//! OpenAI client implementation.
//!
//! Talks to `{base_url}/chat/completions`. Any gateway that speaks the same
//! dialect works by pointing `base_url` at it.
//!
//! # Example
//!
//! ```rust,ignore
//! use llm::remote::OpenAiClient;
//! use llm::{ChatModel, ChatRequest, Message, RemoteLlmConfig};
//!
//! let config = RemoteLlmConfig::new("sk-...", "https://api.openai.com/v1", "gpt-4o-mini");
//! let client = OpenAiClient::new(config)?;
//!
//! let request = ChatRequest::new(vec![Message::human("Hello!")]);
//! let response = client.chat(request).await?;
//! ```

use crate::chat::{ChatModel, ChatRequest, ChatResponse, Message, MessageRole, UsageMetadata};
use crate::config::RemoteLlmConfig;
use crate::error::{LlmError, Result};
use async_trait::async_trait;
use reqwest::Client;
use serde::{Deserialize, Serialize};
use tracing::debug;

/// OpenAI API client.
#[derive(Clone)]
pub struct OpenAiClient {
    config: RemoteLlmConfig,
    client: Client,
}

impl OpenAiClient {
    /// Create a new OpenAI client with the given configuration.
    pub fn new(config: RemoteLlmConfig) -> Result<Self> {
        let client = Client::builder()
            .timeout(config.timeout)
            .build()
            .map_err(|e| LlmError::ConfigError(format!("Failed to create HTTP client: {}", e)))?;

        Ok(Self { config, client })
    }

    fn convert_message(&self, msg: &Message) -> OpenAiMessage {
        OpenAiMessage {
            role: msg.role.as_str().to_string(),
            content: Some(msg.content.clone()),
        }
    }

    fn build_request(&self, request: &ChatRequest) -> OpenAiRequest {
        OpenAiRequest {
            model: self.config.model.clone(),
            messages: request
                .messages
                .iter()
                .map(|m| self.convert_message(m))
                .collect(),
            temperature: request.temperature,
            max_tokens: request.max_tokens,
            stream: false,
        }
    }

    fn convert_response(&self, openai_resp: OpenAiResponse) -> Result<ChatResponse> {
        let choice = openai_resp
            .choices
            .into_iter()
            .next()
            .ok_or_else(|| LlmError::InvalidResponse("response contained no choices".to_string()))?;

        let usage = openai_resp
            .usage
            .map(|u| UsageMetadata::new(u.prompt_tokens, u.completion_tokens));

        Ok(ChatResponse {
            message: Message::new(
                MessageRole::Assistant,
                choice.message.content.unwrap_or_default(),
            ),
            usage,
            model: openai_resp.model,
        })
    }
}

#[async_trait]
impl ChatModel for OpenAiClient {
    async fn chat(&self, request: ChatRequest) -> Result<ChatResponse> {
        let url = format!("{}/chat/completions", self.config.base_url);
        let req_body = self.build_request(&request);

        debug!(model = %self.config.model, messages = req_body.messages.len(), "Sending chat completion");

        let mut req = self
            .client
            .post(&url)
            .bearer_auth(&self.config.api_key)
            .json(&req_body);

        if let Some(org) = &self.config.organization {
            req = req.header("OpenAI-Organization", org);
        }

        let response = req.send().await?;

        if !response.status().is_success() {
            let status = response.status();
            let error_text = response.text().await.unwrap_or_default();
            return Err(LlmError::from_status("OpenAI", status, error_text));
        }

        let openai_resp: OpenAiResponse = response
            .json()
            .await
            .map_err(|e| LlmError::InvalidResponse(e.to_string()))?;

        self.convert_response(openai_resp)
    }

    fn model_name(&self) -> &str {
        &self.config.model
    }
}

// OpenAI API types
#[derive(Debug, Serialize)]
struct OpenAiRequest {
    model: String,
    messages: Vec<OpenAiMessage>,
    #[serde(skip_serializing_if = "Option::is_none")]
    temperature: Option<f32>,
    #[serde(skip_serializing_if = "Option::is_none")]
    max_tokens: Option<usize>,
    stream: bool,
}

#[derive(Debug, Serialize, Deserialize)]
struct OpenAiMessage {
    role: String,
    #[serde(skip_serializing_if = "Option::is_none")]
    content: Option<String>,
}

#[derive(Debug, Deserialize)]
struct OpenAiResponse {
    model: String,
    choices: Vec<OpenAiChoice>,
    usage: Option<OpenAiUsage>,
}

#[derive(Debug, Deserialize)]
struct OpenAiChoice {
    message: OpenAiMessage,
}

#[derive(Debug, Deserialize)]
struct OpenAiUsage {
    prompt_tokens: usize,
    completion_tokens: usize,
}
_ _ _
• What is required: Go through the material above and count the lines that contain "OpenAiResponse"; give that number alone.

• Reply to the exercise: 3